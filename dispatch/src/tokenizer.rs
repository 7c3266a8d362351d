//! PM command tokenization (spec.md §4.7): the first whitespace-delimited
//! word is the command, case-folded; the remainder is split into
//! arguments with rudimentary quoted-string handling so `bounty 50 "help
//! me beat this level"` keeps its description intact.

/// Splits `command arg1 "quoted arg" arg3` into `(command, args)`. The
/// command is lowercased; arguments are returned verbatim (quotes
/// stripped from quoted ones).
pub fn tokenize(input: &str) -> Option<(String, Vec<String>)> {
    let mut tokens = split_respecting_quotes(input.trim());
    if tokens.is_empty() {
        return None;
    }
    let command = tokens.remove(0).to_lowercase();
    Some((command, tokens))
}

fn split_respecting_quotes(input: &str) -> Vec<String> {
    let mut tokens = Vec::new();
    let mut current = String::new();
    let mut in_quotes = false;
    let mut chars = input.chars().peekable();

    while let Some(c) = chars.next() {
        match c {
            '"' => in_quotes = !in_quotes,
            c if c.is_whitespace() && !in_quotes => {
                if !current.is_empty() {
                    tokens.push(std::mem::take(&mut current));
                }
            }
            c => current.push(c),
        }
    }
    if !current.is_empty() {
        tokens.push(current);
    }
    tokens
}

#[cfg(test)]
mod tests {
    use super::*;

    #[test]
    fn splits_on_whitespace_and_lowercases_command() {
        let (command, args) = tokenize("TIP @alice 50").unwrap();
        assert_eq!(command, "tip");
        assert_eq!(args, vec!["@alice", "50"]);
    }

    #[test]
    fn keeps_quoted_argument_intact() {
        let (command, args) = tokenize(r#"bounty 50 "beat the final boss""#).unwrap();
        assert_eq!(command, "bounty");
        assert_eq!(args, vec!["50", "beat the final boss"]);
    }

    #[test]
    fn empty_input_is_none() {
        assert!(tokenize("   ").is_none());
    }

    #[test]
    fn unterminated_quote_takes_rest_of_line() {
        let (_, args) = tokenize(r#"say "hello world"#).unwrap();
        assert_eq!(args, vec!["hello world"]);
    }
}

● ● ●

> Work to complete
Please say how many lines in the records above contain the word "push", and give only that number.

> Exercise output
3